Task to carry out:
Each line from the one containing "use std::process::Command;" through the end of the data must be retyped exactly, and no other line.
(Beginning of Information)
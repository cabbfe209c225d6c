use once_cell::sync::Lazy;
use sysinfo::{CpuExt, System, SystemExt};

use crate::meta::SystemInfo;

#[cfg(target_os = "linux")]
fn get_logged_in_users() -> anyhow::Result<Vec<String>> {
    use std::process::Command;

    let output = Command::new("users").output()?;
    let mut users = String::from_utf8_lossy(&output.stdout)
        .split_whitespace()
        .map(|s| s.to_owned())
        .collect::<Vec<_>>();
    users.sort();
    users.dedup();
    Ok(users)
}

fn collect_system_info() -> SystemInfo {
    let mut sys = System::new_all();
    sys.refresh_all();
    const UNKNOWN: &str = "<unknown>";
    SystemInfo {
        host: sys.host_name().unwrap_or(UNKNOWN.to_string()),
        os: sys.long_os_version().unwrap_or(UNKNOWN.to_string()),
        arch: std::env::consts::ARCH.to_string(),
        kernel: sys.kernel_version().unwrap_or(UNKNOWN.to_string()),
        cpu_model: sys.global_cpu_info().brand().to_owned(),
        cpus: sys.cpus().len(),
        memory_size: sys.total_memory() as usize,
        #[cfg(target_os = "linux")]
        users: get_logged_in_users().unwrap_or_default(),
        pid: std::process::id() as usize,
    }
}

static SYSTEM_INFO: Lazy<SystemInfo> = Lazy::new(collect_system_info);

/// Snapshot of the current machine, collected once per process.
pub fn get_current_system_info() -> SystemInfo {
    SYSTEM_INFO.clone()
}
(End of Information)
Task response:
    use std::process::Command;

    let output = Command::new("users").output()?;
    let mut users = String::from_utf8_lossy(&output.stdout)
        .split_whitespace()
        .map(|s| s.to_owned())
        .collect::<Vec<_>>();
    users.sort();
    users.dedup();
    Ok(users)
}

fn collect_system_info() -> SystemInfo {
    let mut sys = System::new_all();
    sys.refresh_all();
    const UNKNOWN: &str = "<unknown>";
    SystemInfo {
        host: sys.host_name().unwrap_or(UNKNOWN.to_string()),
        os: sys.long_os_version().unwrap_or(UNKNOWN.to_string()),
        arch: std::env::consts::ARCH.to_string(),
        kernel: sys.kernel_version().unwrap_or(UNKNOWN.to_string()),
        cpu_model: sys.global_cpu_info().brand().to_owned(),
        cpus: sys.cpus().len(),
        memory_size: sys.total_memory() as usize,
        #[cfg(target_os = "linux")]
        users: get_logged_in_users().unwrap_or_default(),
        pid: std::process::id() as usize,
    }
}

static SYSTEM_INFO: Lazy<SystemInfo> = Lazy::new(collect_system_info);

/// Snapshot of the current machine, collected once per process.
pub fn get_current_system_info() -> SystemInfo {
    SYSTEM_INFO.clone()
}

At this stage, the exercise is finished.